Karen and I are back. We have returned from a great three weeks around the south-west of England, mainly in Cornwall, Devon and Somerset, although we also journeyed to Canterbury and Cambridge among other little jaunts.
We were both rivetted by many things: the sense of history, the tradition of conserving old buildings to portray that history, the scenic beauty of the Cornwall and Devon northern coasts and so much more. I hope we can say more about the trip at different times, but for now, let me outline one conclusion I reached by the end of the trip: that the English economy these days, particularly to provide employment for the masses, is based on what I have determined are the 5 Ps:
- Preservation (of old castles, houses and churches, monuments, Roman bridges and roads, and even stonework to prevent or shore up erosion by the sea in harbours, cliff faces or perennially flowing rivers chewing at their banks
- Praying (the system in vogue of being charged to go into so many of the larger and oldest churches churches these days to view them)

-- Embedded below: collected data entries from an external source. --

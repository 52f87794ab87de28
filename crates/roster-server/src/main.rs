//! roster-server binary.
//!
//! Reads `config.toml` (or the path specified with `--config`), builds the
//! in-memory store, and serves the Roster API over HTTP. Storage is
//! process-local; everything is gone on restart.

use std::{path::PathBuf, sync::Arc};

use anyhow::Context as _;
use clap::Parser;
use roster_store_memory::MemoryStore;
use serde::Deserialize;
use tokio::net::TcpListener;
use tower_http::trace::TraceLayer;
use tracing::level_filters::LevelFilter;
use tracing_subscriber::EnvFilter;

/// Runtime server configuration, deserialised from `config.toml` with
/// `ROSTER_*` environment overrides.
#[derive(Deserialize, Clone)]
struct ServerConfig {
  #[serde(default = "default_host")]
  host: String,
  #[serde(default = "default_port")]
  port: u16,
}

fn default_host() -> String {
  "0.0.0.0".to_string()
}

fn default_port() -> u16 {
  8000
}

#[derive(Parser)]
#[command(author, version, about = "Roster demo API server")]
struct Cli {
  /// Path to the TOML configuration file.
  #[arg(short, long, default_value = "config.toml")]
  config: PathBuf,
}

#[tokio::main]
async fn main() -> anyhow::Result<()> {
  tracing_subscriber::fmt()
    .with_env_filter(
      EnvFilter::builder()
        .with_default_directive(LevelFilter::INFO.into())
        .from_env_lossy(),
    )
    .init();

  let cli = Cli::parse();

  let settings = config::Config::builder()
    .add_source(config::File::from(cli.config).required(false))
    .add_source(config::Environment::with_prefix("ROSTER"))
    .build()
    .context("failed to read config file")?;

  let server_cfg: ServerConfig = settings
    .try_deserialize()
    .context("failed to deserialise ServerConfig")?;

  let store = Arc::new(MemoryStore::new());
  let app = roster_api::api_router(store).layer(TraceLayer::new_for_http());

  let address = format!("{}:{}", server_cfg.host, server_cfg.port);
  tracing::info!("Listening on http://{address}");
  let listener = TcpListener::bind(&address)
    .await
    .with_context(|| format!("failed to bind {address}"))?;

  axum::serve(listener, app).await.context("server error")?;

  Ok(())
}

- Parking (many small villages, with streets small and narrow, now have long- and short-term parking areas charging two quid or three quid for two or three hours, and quite often staff who take the money, direct traffic into bays and issue tickets to offenders)
- Public Transport (buses which charge around four quid to travel both ways from those parking area to the towns, making a nice quid for the companies, who also employ staff to direct the buses when they are parking to let passengers off and stop traffic so they can)
- Piddling (It’s now 30p to 50p per piddle in many toilets across the nation, which enables the employment a host of managers and cleaners to make sure things are up to scratch, so to speak.)
The notion of self-help is strongly embedded in the culture. I always recall associating it with Margaret Thatcher, of whom Ronnie Barker once quipped, “I understand our Prime Minister is committed to the new policy of ensuring prisoners in Her Majesty’s Institutions pay ten pounds a week for bed and board.”
But on a complimentary note, I understand that the policy of self-help has generated something like 60 000 volunteers to assist the National Trust. And the way in which the country preserves its heritage and encourages voluntarism is a lesson, if we care to take heed of it.